The Dolby Atmos sound mix delivers perfectly for the main star, as every time Kong roars of disapproval, he will shake a speaker-filled room. Also, turn up those speakers to appreciate some classic rock tracks of the era such as Black Sabbath’s “Paranoid,” Creedence Clearwater Revival’s “Bad Moon Rising,” Jefferson Airplane’s “White Rabbit” and The Hollies’ “Long Cool Woman.”

Best extras: Let’s start with an optional commentary track. The director goes solo and offers a dry overview of the production. It’s like he’s talking in a church.

If listeners get past how much he is proud of the movie, the amount of genius at work and amazing actors, it’s an interesting listen.

His discussion on the quirky shooting style, use of montages, fascination with Landsat technology mapping the world and his love of pop-culture monsters, even mentioning an homage to the 2005 video game “Shadow of the Colossus,” will make viewers appreciate his subdued passion.
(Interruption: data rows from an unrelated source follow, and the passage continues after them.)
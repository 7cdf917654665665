//! Heuristic settings for a given image.
//!
//! Looks at tonal range, colourfulness, palette size and edge density of a
//! small preview and proposes a [`ConversionConfig`]. Pure: no caching, no
//! I/O.

use std::collections::HashSet;

use crate::ascii::{detect_edges, histogram, resample_exact};
use crate::config::{ColorMode, ConversionConfig, DEFAULT_EDGE_THRESHOLD};
use crate::error::Result;
use crate::pixels::PixelBuffer;

/// Longest side of the analysis preview, in cells.
const PREVIEW_SIZE: u32 = 64;

/// Colourfulness above which colour output is worth it.
const COLORFUL_THRESHOLD: f64 = 15.0;
/// Luminance standard deviation under which the image is considered flat.
const LOW_CONTRAST_STDDEV: f64 = 40.0;
const DARK_MEAN: f64 = 80.0;
const BRIGHT_MEAN: f64 = 180.0;
/// Fraction of edge cells above which the image is treated as line-heavy.
const HIGH_EDGE_DENSITY: f64 = 0.15;
const LOW_EDGE_DENSITY: f64 = 0.05;
/// Fewer distinct (5-bit) colours than this means flat graphics.
const FEW_COLORS: usize = 16;

/// Image statistics the suggestion is based on.
#[derive(Debug, Clone, PartialEq)]
pub struct ImageStats {
    pub mean_luma: f64,
    pub stddev_luma: f64,
    pub colorfulness: f64,
    pub distinct_colors: usize,
    pub edge_density: f64,
}

/// Measure `buffer`.
pub fn analyze(buffer: &PixelBuffer) -> Result<ImageStats> {
    let hist = histogram(buffer);
    let total: u64 = hist.iter().sum();
    let n = total.max(1) as f64;
    let mean = hist
        .iter()
        .enumerate()
        .map(|(v, &c)| v as f64 * c as f64)
        .sum::<f64>()
        / n;
    let variance = hist
        .iter()
        .enumerate()
        .map(|(v, &c)| (v as f64 - mean).powi(2) * c as f64)
        .sum::<f64>()
        / n;

    let preview = resample_exact(
        buffer,
        buffer.width.min(PREVIEW_SIZE) as usize,
        buffer.height.min(PREVIEW_SIZE) as usize,
    )?;

    // Hasler and Suesstrunk colourfulness metric
    let count = preview.colors.len().max(1) as f64;
    let (mut sum_rg, mut sum_yb, mut sq_rg, mut sq_yb) = (0.0, 0.0, 0.0, 0.0);
    for c in &preview.colors {
        let (r, g, b) = (c.r as f64, c.g as f64, c.b as f64);
        let rg = r - g;
        let yb = 0.5 * (r + g) - b;
        sum_rg += rg;
        sum_yb += yb;
        sq_rg += rg * rg;
        sq_yb += yb * yb;
    }
    let mean_rg = sum_rg / count;
    let mean_yb = sum_yb / count;
    let var_rg = (sq_rg / count - mean_rg * mean_rg).max(0.0);
    let var_yb = (sq_yb / count - mean_yb * mean_yb).max(0.0);
    let colorfulness =
        (var_rg + var_yb).sqrt() + 0.3 * (mean_rg * mean_rg + mean_yb * mean_yb).sqrt();

    let distinct_colors = preview
        .colors
        .iter()
        .map(|c| (c.r >> 3, c.g >> 3, c.b >> 3))
        .collect::<HashSet<_>>()
        .len();

    let edges = detect_edges(&preview);
    let edge_cells = edges
        .cells
        .iter()
        .filter(|c| c.strength >= DEFAULT_EDGE_THRESHOLD)
        .count();
    let edge_density = edge_cells as f64 / edges.cells.len().max(1) as f64;

    Ok(ImageStats {
        mean_luma: mean,
        stddev_luma: variance.sqrt(),
        colorfulness,
        distinct_colors,
        edge_density,
    })
}

/// Propose conversion settings for `buffer` at up to `requested_width` columns.
pub fn suggest_settings(buffer: &PixelBuffer, requested_width: u32) -> Result<ConversionConfig> {
    let stats = analyze(buffer)?;
    log::debug!("image stats: {:?}", stats);

    let mut cfg = ConversionConfig {
        output_width: requested_width.min(buffer.width).max(1),
        ..ConversionConfig::default()
    };

    if stats.colorfulness > COLORFUL_THRESHOLD {
        cfg.color_mode = ColorMode::Truecolor;
    }

    if stats.stddev_luma < LOW_CONTRAST_STDDEV {
        cfg.enhance_contrast = true;
    }
    if stats.mean_luma < DARK_MEAN {
        cfg.brightness = 1.2;
        cfg.gamma = 1.3;
    } else if stats.mean_luma > BRIGHT_MEAN {
        cfg.gamma = 0.8;
    }

    if stats.distinct_colors < FEW_COLORS {
        cfg.preset = "block".to_string();
        cfg.dithering = false;
    } else if stats.edge_density > HIGH_EDGE_DENSITY {
        cfg.preset = "detailed".to_string();
        cfg.edge_detect = true;
        cfg.edge_threshold = DEFAULT_EDGE_THRESHOLD;
    } else if stats.edge_density < LOW_EDGE_DENSITY {
        cfg.preset = "classic".to_string();
        cfg.dithering = true;
    }

    Ok(cfg)
}

#[cfg(test)]
mod tests {
    use super::*;

    fn gradient(w: u32, h: u32) -> PixelBuffer {
        let mut data = Vec::new();
        for y in 0..h {
            for x in 0..w {
                let v = ((x + y) * 255 / (w + h - 2)) as u8;
                data.extend_from_slice(&[v, v, v, 255]);
            }
        }
        PixelBuffer::from_rgba(w, h, data).unwrap()
    }

    #[test]
    fn test_width_never_exceeds_source() {
        let buf = PixelBuffer::solid(30, 10, [128, 128, 128]).unwrap();
        assert_eq!(suggest_settings(&buf, 100).unwrap().output_width, 30);
        assert_eq!(suggest_settings(&buf, 20).unwrap().output_width, 20);
    }

    #[test]
    fn test_gray_image_stays_grayscale() {
        let cfg = suggest_settings(&gradient(64, 64), 80).unwrap();
        assert_eq!(cfg.color_mode, ColorMode::Grayscale);
    }

    #[test]
    fn test_colorful_image_gets_color() {
        let mut data = Vec::new();
        for y in 0..32u32 {
            for x in 0..32u32 {
                let px = if (x / 8 + y / 8) % 2 == 0 {
                    [255, 0, 0, 255]
                } else {
                    [0, 0, 255, 255]
                };
                data.extend_from_slice(&px);
            }
        }
        let buf = PixelBuffer::from_rgba(32, 32, data).unwrap();
        let cfg = suggest_settings(&buf, 32).unwrap();
        assert_eq!(cfg.color_mode, ColorMode::Truecolor);
    }

    #[test]
    fn test_flat_dark_image() {
        let buf = PixelBuffer::solid(16, 16, [20, 20, 20]).unwrap();
        let stats = analyze(&buf).unwrap();
        assert!(stats.stddev_luma < 1.0);
        assert_eq!(stats.distinct_colors, 1);
        let cfg = suggest_settings(&buf, 16).unwrap();
        assert!(cfg.enhance_contrast);
        assert!(cfg.brightness > 1.0);
        assert_eq!(cfg.preset, "block");
        assert!(!cfg.dithering);
    }

    #[test]
    fn test_suggestion_normalizes() {
        let cfg = suggest_settings(&gradient(40, 20), 200).unwrap();
        assert_eq!(cfg.normalized().unwrap(), cfg);
    }
}
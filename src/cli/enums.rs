//! CLI enum types for output mode options.

use clap::ValueEnum;

use textart::ColorMode;

/// Output colour mode.
#[derive(Debug, Clone, Copy, PartialEq, Eq, Default, ValueEnum)]
pub enum ColorChoice {
    #[default]
    Grayscale,
    #[value(alias = "ansi")]
    Ansi256,
    Truecolor,
    Html,
    Braille,
}

impl From<ColorChoice> for ColorMode {
    fn from(c: ColorChoice) -> Self {
        match c {
            ColorChoice::Grayscale => ColorMode::Grayscale,
            ColorChoice::Ansi256 => ColorMode::Ansi256,
            ColorChoice::Truecolor => ColorMode::Truecolor,
            ColorChoice::Html => ColorMode::Html,
            ColorChoice::Braille => ColorMode::Braille,
        }
    }
}
//! Braille character rendering for high-resolution text art.
//!
//! Each braille character represents a 2x4 dot matrix, providing 8 subpixels
//! per output cell. This is the highest detail mode.

use super::grid::{Cell, CellColor, OutputGrid, SampleGrid};

/// Braille base character (U+2800, empty braille pattern).
pub const BRAILLE_BASE: char = '\u{2800}';

/// Dots per cell horizontally.
pub const DOTS_X: usize = 2;
/// Dots per cell vertically.
pub const DOTS_Y: usize = 4;

/// Convert a 2x4 boolean grid to a braille character.
///
/// Each braille character represents a 2x4 dot matrix where each dot can be on or off.
/// The bit positions are:
/// ```text
/// [0,0]=1   [1,0]=8
/// [0,1]=2   [1,1]=16
/// [0,2]=4   [1,2]=32
/// [0,3]=64  [1,3]=128
/// ```
///
/// # Arguments
/// * `grid` - A 2x4 boolean array where grid[x][y] indicates if dot at (x,y) is on
///
/// # Returns
/// The corresponding braille character (U+2800 to U+28FF)
pub fn grid_to_braille(grid: [[bool; 4]; 2]) -> char {
    let mut code = 0u8;
    if grid[0][0] {
        code |= 0x01;
    }
    if grid[0][1] {
        code |= 0x02;
    }
    if grid[0][2] {
        code |= 0x04;
    }
    if grid[0][3] {
        code |= 0x40;
    }
    if grid[1][0] {
        code |= 0x08;
    }
    if grid[1][1] {
        code |= 0x10;
    }
    if grid[1][2] {
        code |= 0x20;
    }
    if grid[1][3] {
        code |= 0x80;
    }
    char::from_u32(BRAILLE_BASE as u32 + code as u32).unwrap_or(BRAILLE_BASE)
}

/// Threshold for one cell, halfway between its own mean and mid-gray.
///
/// Local detail still shows inside bright or dark regions, while a uniformly
/// white block lights every dot and a black one lights none.
#[inline]
fn adaptive_threshold(mean: f32) -> f32 {
    (mean + 128.0) / 2.0
}

/// Render a sub-sampled grid as braille cells.
///
/// `sub` must be `out_width * 2` by `out_height * 4` samples, and `values`
/// holds one (possibly dithered) intensity per sample. With `with_color` each
/// cell carries the average colour of its eight samples.
pub fn render(
    sub: &SampleGrid,
    values: &[f32],
    out_width: usize,
    out_height: usize,
    with_color: bool,
) -> OutputGrid {
    debug_assert_eq!(sub.width, out_width * DOTS_X);
    debug_assert_eq!(sub.height, out_height * DOTS_Y);
    debug_assert_eq!(values.len(), sub.width * sub.height);

    let mut cells = Vec::with_capacity(out_width * out_height);

    for cy in 0..out_height {
        for cx in 0..out_width {
            let mut block = [[0.0f32; 4]; 2];
            let mut sum = 0.0f32;
            let mut rgb = [0u32; 3];

            for dy in 0..DOTS_Y {
                for dx in 0..DOTS_X {
                    let idx = sub.index(cx * DOTS_X + dx, cy * DOTS_Y + dy);
                    let v = values[idx].clamp(0.0, 255.0);
                    block[dx][dy] = v;
                    sum += v;
                    let c = sub.colors[idx];
                    rgb[0] += c.r as u32;
                    rgb[1] += c.g as u32;
                    rgb[2] += c.b as u32;
                }
            }

            let mean = sum / (DOTS_X * DOTS_Y) as f32;
            let threshold = adaptive_threshold(mean);
            let mut dots = [[false; 4]; 2];
            for dx in 0..DOTS_X {
                for dy in 0..DOTS_Y {
                    dots[dx][dy] = block[dx][dy] > threshold;
                }
            }

            let n = (DOTS_X * DOTS_Y) as u32;
            let color = with_color.then(|| {
                CellColor::new(
                    ((rgb[0] + n / 2) / n) as u8,
                    ((rgb[1] + n / 2) / n) as u8,
                    ((rgb[2] + n / 2) / n) as u8,
                )
            });

            cells.push(Cell {
                glyph: grid_to_braille(dots),
                color,
                intensity: mean.round() as u8,
                edge: 0,
            });
        }
    }

    OutputGrid {
        width: out_width,
        height: out_height,
        cells,
    }
}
Next, a two-part, 24-minute overview of the production first touches on the original movie and its latest iteration, but the actors and director are far too serious in their interviews. It’s King Kong we are talking about here, not Gandhi.

The second part is much better and focuses on remaking the movie monster with today’s computer technology. We learn the massive hairy hybrid required 500,000 polygons, 19 million hairs (two artists working over a year on fur) and the motion capture of multiple performers skilled in acting like primates to bring him to life.

Next, viewers are privy to five, too-short (8 minutes total) “classified footage” segments covering the mission of Mr. Rand and the Monarch team, the native tribe and the symbols etched on their skin, Skull Island’s ecosystem and the alpha species.